Collected data
--- START ---

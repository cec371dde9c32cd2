//! Bridge configuration
//!
//! Configuration is resolved in three layers, weakest first:
//!
//! 1. Built-in defaults
//! 2. A TOML file, taken from the `BRIDGE_CONFIG` environment variable or
//!    `./bridge.toml` if present
//! 3. Environment variable overrides for the connection knobs
//!    (`INFLUX_HOST`, `INFLUX_PORT`, `INFLUX_DB`, `MARATHON_HOST`,
//!    `MARATHON_PORT`)

use serde::Deserialize;
use tracing::{info, warn};

use crate::error::ConfigError;

/// Top-level bridge configuration
#[derive(Debug, Clone, Deserialize)]
pub struct BridgeConfig {
    /// Metrics store connection
    #[serde(default)]
    pub influx: InfluxConfig,

    /// Event source connection
    #[serde(default)]
    pub marathon: MarathonConfig,

    /// Delivery pipeline sizing
    #[serde(default)]
    pub pipeline: PipelineConfig,

    /// Admin HTTP listen address (`/health`, `/metrics`)
    #[serde(default = "default_listen_addr")]
    pub listen_addr: String,
}

impl Default for BridgeConfig {
    fn default() -> Self {
        Self {
            influx: InfluxConfig::default(),
            marathon: MarathonConfig::default(),
            pipeline: PipelineConfig::default(),
            listen_addr: default_listen_addr(),
        }
    }
}

/// InfluxDB connection configuration
#[derive(Debug, Clone, Deserialize)]
pub struct InfluxConfig {
    #[serde(default = "default_influx_host")]
    pub host: String,

    #[serde(default = "default_influx_port")]
    pub port: u16,

    #[serde(default = "default_influx_database")]
    pub database: String,
}

impl Default for InfluxConfig {
    fn default() -> Self {
        Self {
            host: default_influx_host(),
            port: default_influx_port(),
            database: default_influx_database(),
        }
    }
}

impl InfluxConfig {
    /// Write endpoint for the configured database, nanosecond precision
    pub fn write_url(&self) -> String {
        format!(
            "http://{}:{}/write?db={}&precision=ns",
            self.host, self.port, self.database
        )
    }
}

/// Marathon event-bus connection configuration
#[derive(Debug, Clone, Deserialize)]
pub struct MarathonConfig {
    #[serde(default = "default_marathon_host")]
    pub host: String,

    #[serde(default = "default_marathon_port")]
    pub port: u16,
}

impl Default for MarathonConfig {
    fn default() -> Self {
        Self {
            host: default_marathon_host(),
            port: default_marathon_port(),
        }
    }
}

impl MarathonConfig {
    /// Event stream endpoint
    pub fn events_url(&self) -> String {
        format!("http://{}:{}/v2/events", self.host, self.port)
    }
}

/// Delivery pipeline sizing
#[derive(Debug, Clone, Deserialize)]
pub struct PipelineConfig {
    /// Capacity of the batch queue between intake and the write workers.
    /// A full queue drops the newest batch.
    #[serde(default = "default_queue_capacity")]
    pub queue_capacity: usize,

    /// Number of concurrent write workers; this bounds in-flight sink writes.
    #[serde(default = "default_write_workers")]
    pub write_workers: usize,
}

impl Default for PipelineConfig {
    fn default() -> Self {
        Self {
            queue_capacity: default_queue_capacity(),
            write_workers: default_write_workers(),
        }
    }
}

fn default_listen_addr() -> String {
    "0.0.0.0:9090".to_string()
}

fn default_influx_host() -> String {
    "localhost".to_string()
}

fn default_influx_port() -> u16 {
    8086
}

fn default_influx_database() -> String {
    "marathon".to_string()
}

fn default_marathon_host() -> String {
    "localhost".to_string()
}

fn default_marathon_port() -> u16 {
    8080
}

fn default_queue_capacity() -> usize {
    1024
}

fn default_write_workers() -> usize {
    4
}

impl BridgeConfig {
    /// Load configuration from file and environment
    pub fn load() -> Self {
        let mut config = Self::load_file();
        config.apply_env();
        config
    }

    /// Parse configuration from a TOML file
    pub fn from_file(path: &str) -> Result<Self, ConfigError> {
        let content = std::fs::read_to_string(path).map_err(|source| ConfigError::Read {
            path: path.to_string(),
            source,
        })?;
        toml::from_str(&content).map_err(|source| ConfigError::Parse {
            path: path.to_string(),
            source,
        })
    }

    fn load_file() -> Self {
        // Check environment variable first
        if let Ok(path) = std::env::var("BRIDGE_CONFIG") {
            match Self::from_file(&path) {
                Ok(config) => {
                    info!(path = %path, "Loaded configuration from file");
                    return config;
                }
                Err(e) => {
                    warn!(path = %path, error = %e, "Failed to load config file, using defaults");
                }
            }
        }

        // Check default config file
        if let Ok(config) = Self::from_file("bridge.toml") {
            info!("Loaded configuration from bridge.toml");
            return config;
        }

        info!("Using default configuration");
        Self::default()
    }

    /// Apply environment-variable overrides for the connection knobs
    fn apply_env(&mut self) {
        if let Ok(host) = std::env::var("INFLUX_HOST") {
            self.influx.host = host;
        }
        if let Ok(port) = std::env::var("INFLUX_PORT") {
            match port.parse() {
                Ok(port) => self.influx.port = port,
                Err(e) => warn!(value = %port, error = %e, "Ignoring invalid INFLUX_PORT"),
            }
        }
        if let Ok(database) = std::env::var("INFLUX_DB") {
            self.influx.database = database;
        }
        if let Ok(host) = std::env::var("MARATHON_HOST") {
            self.marathon.host = host;
        }
        if let Ok(port) = std::env::var("MARATHON_PORT") {
            match port.parse() {
                Ok(port) => self.marathon.port = port,
                Err(e) => warn!(value = %port, error = %e, "Ignoring invalid MARATHON_PORT"),
            }
        }
    }
}
//! Event classification and projection
//!
//! Maps each lifecycle event to its metric points through a registry of pure
//! per-type rules:
//!
//! ```text
//! ┌─────────┐     ┌────────────────────┐     ┌───────────────────┐
//! │  Event  │────▶│ ProjectionRegistry │────▶│ Vec<MetricPoint>  │
//! └─────────┘     │  eventType → rule  │     └───────────────────┘
//!                 └─────────┬──────────┘
//!                           │ no rule
//!                           ▼
//!                 diagnostic, zero points
//! ```
//!
//! The registry is built once at startup and never mutated. Rules are pure
//! functions of the event; the only side effect in this module is the
//! diagnostic emitted on the fallback path, so classification gaps degrade
//! to observability instead of failures.

pub mod rules;

use std::collections::HashMap;

use tracing::warn;

use crate::types::{Event, MetricPoint};

/// A pure mapping from one event to its metric points
pub type ProjectionRule = fn(&Event) -> Vec<MetricPoint>;

/// The closed event-type vocabulary the bridge subscribes to.
///
/// Note that not every subscribed type has a projection rule; see
/// [`ProjectionRegistry::new`].
pub const EVENT_TYPES: [&str; 29] = [
    "pod_created_event",
    "pod_updated_event",
    "pod_deleted_event",
    "scheduler_registered_event",
    "scheduler_reregistered_event",
    "scheduler_disconnected_event",
    "subscribe_event",
    "unsubscribe_event",
    "event_stream_attached",
    "event_stream_detached",
    "add_health_check_event",
    "remove_health_check_event",
    "failed_health_check_event",
    "health_status_changed_event",
    "unhealthy_task_kill_event",
    "unhealthy_instance_kill_event",
    "group_change_success",
    "group_change_failed",
    "deployment_success",
    "deployment_failed",
    "deployment_info",
    "deployment_step_success",
    "deployment_step_failure",
    "app_terminated_event",
    "status_update_event",
    "instance_changed_event",
    "unknown_instance_terminated_event",
    "instance_health_changed_event",
    "framework_message_event",
];

/// Outcome of projecting a single event
#[derive(Debug, Clone, PartialEq)]
pub enum Projection {
    /// The event matched a rule; deliver these points (possibly zero for
    /// composite events with an empty action list)
    Points(Vec<MetricPoint>),
    /// No rule for this event type; a diagnostic was emitted and nothing is
    /// delivered
    Unmatched,
}

/// Static registry mapping event types to projection rules
pub struct ProjectionRegistry {
    rules: HashMap<&'static str, ProjectionRule>,
}

impl ProjectionRegistry {
    /// Build the rule registry.
    ///
    /// The registry intentionally covers fewer types than [`EVENT_TYPES`]:
    /// the `pod_*`, `scheduler_*`, `subscribe_event` and `unsubscribe_event`
    /// types are subscribed to but carry no tag-extraction contract, and
    /// route to the fallback path.
    pub fn new() -> Self {
        let mut rules: HashMap<&'static str, ProjectionRule> = HashMap::new();

        rules.insert("event_stream_attached", rules::event_stream as ProjectionRule);
        rules.insert("event_stream_detached", rules::event_stream);
        rules.insert("app_terminated_event", rules::app_terminated);
        rules.insert("status_update_event", rules::status_update);
        rules.insert("instance_changed_event", rules::instance_changed);
        rules.insert(
            "unknown_instance_terminated_event",
            rules::unknown_instance_terminated,
        );
        rules.insert("instance_health_changed_event", rules::instance_health_changed);
        rules.insert("framework_message_event", rules::framework_message);
        rules.insert("add_health_check_event", rules::health_check_registration);
        rules.insert("remove_health_check_event", rules::health_check_registration);
        rules.insert("failed_health_check_event", rules::failed_health_check);
        rules.insert("health_status_changed_event", rules::health_status_changed);
        rules.insert("unhealthy_task_kill_event", rules::unhealthy_task_kill);
        rules.insert("unhealthy_instance_kill_event", rules::unhealthy_instance_kill);
        rules.insert("group_change_success", rules::group_change);
        rules.insert("group_change_failed", rules::group_change);
        rules.insert("deployment_success", rules::deployment_result);
        rules.insert("deployment_failed", rules::deployment_result);
        rules.insert("deployment_info", rules::deployment_progress);
        rules.insert("deployment_step_success", rules::deployment_progress);
        rules.insert("deployment_step_failure", rules::deployment_progress);

        Self { rules }
    }

    /// Project one event into metric points.
    ///
    /// An event type without a rule emits a single diagnostic carrying the
    /// type and raw payload, and produces no points.
    pub fn project(&self, event: &Event) -> Projection {
        match self.rules.get(event.event_type.as_str()) {
            Some(rule) => Projection::Points(rule(event)),
            None => {
                warn!(
                    event_type = %event.event_type,
                    payload = %event.payload,
                    "No projection rule for event"
                );
                Projection::Unmatched
            }
        }
    }

    /// Whether an event type has a projection rule
    pub fn handles(&self, event_type: &str) -> bool {
        self.rules.contains_key(event_type)
    }
}

impl Default for ProjectionRegistry {
    fn default() -> Self {
        Self::new()
    }
}

#[cfg(test)]
mod tests {
    use super::*;
    use crate::types::TagValue;
    use serde_json::json;

    fn project_points(event: &Event) -> Vec<MetricPoint> {
        match ProjectionRegistry::new().project(event) {
            Projection::Points(points) => points,
            Projection::Unmatched => panic!("expected a rule for {}", event.event_type),
        }
    }

    #[test]
    fn test_deployment_success_end_to_end() {
        let event = Event::new("deployment_success", 1000, json!({"id": "d1"}));
        let points = project_points(&event);

        assert_eq!(points.len(), 1);
        let point = &points[0];
        assert_eq!(point.measurement, "event_bus_deployment_success");
        assert_eq!(point.timestamp_ns, 1_000_000_000);
        assert_eq!(point.tags.len(), 2);
        assert_eq!(
            point.tags.get("eventType"),
            Some(&TagValue::Str("deployment_success".into()))
        );
        assert_eq!(point.tags.get("id"), Some(&TagValue::Str("d1".into())));
        assert_eq!(point.fields.len(), 1);
    }

    #[test]
    fn test_unknown_type_is_unmatched() {
        let registry = ProjectionRegistry::new();
        let event = Event::new("totally_unknown", 1000, json!({}));
        assert_eq!(registry.project(&event), Projection::Unmatched);
    }

    #[test]
    fn test_subscribed_types_without_rules_fall_back() {
        // These are in the subscription vocabulary but carry no
        // tag-extraction contract, so they route to the fallback.
        let registry = ProjectionRegistry::new();
        for event_type in [
            "pod_created_event",
            "pod_updated_event",
            "pod_deleted_event",
            "scheduler_registered_event",
            "scheduler_reregistered_event",
            "scheduler_disconnected_event",
            "subscribe_event",
            "unsubscribe_event",
        ] {
            assert!(EVENT_TYPES.contains(&event_type));
            let event = Event::new(event_type, 1000, json!({}));
            assert_eq!(registry.project(&event), Projection::Unmatched);
        }
    }

    #[test]
    fn test_vocabulary_rule_coverage() {
        let unruled = [
            "pod_created_event",
            "pod_updated_event",
            "pod_deleted_event",
            "scheduler_registered_event",
            "scheduler_reregistered_event",
            "scheduler_disconnected_event",
            "subscribe_event",
            "unsubscribe_event",
        ];

        let registry = ProjectionRegistry::new();
        for event_type in EVENT_TYPES {
            assert_eq!(
                registry.handles(event_type),
                !unruled.contains(&event_type),
                "unexpected rule coverage for {}",
                event_type
            );
        }
    }

    #[test]
    fn test_projection_is_idempotent() {
        let event = Event::new(
            "status_update_event",
            1_660_000_000_000,
            json!({
                "slaveId": "s1",
                "taskId": "t1",
                "taskStatus": "TASK_RUNNING",
                "appId": "/app",
                "host": "node-1",
                "ports": [31000, 31001],
                "version": "2024-01-01T00:00:00.000Z"
            }),
        );
        let registry = ProjectionRegistry::new();
        assert_eq!(registry.project(&event), registry.project(&event));
    }

    #[test]
    fn test_timestamp_law() {
        for ms in [0_i64, 1, 1000, 1_660_000_000_000] {
            let event = Event::new("app_terminated_event", ms, json!({"appId": "/a"}));
            for point in project_points(&event) {
                assert_eq!(point.timestamp_ns, ms * 1_000_000);
            }
        }
    }
}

--- END ---

> PROBLEM STATEMENT
Check every line of the data above for the string "Some", and copy those that have it.

> WRITTEN SOLUTION
            Some(rule) => Projection::Points(rule(event)),
            Some(&TagValue::Str("deployment_success".into()))
        assert_eq!(point.tags.get("id"), Some(&TagValue::Str("d1".into())));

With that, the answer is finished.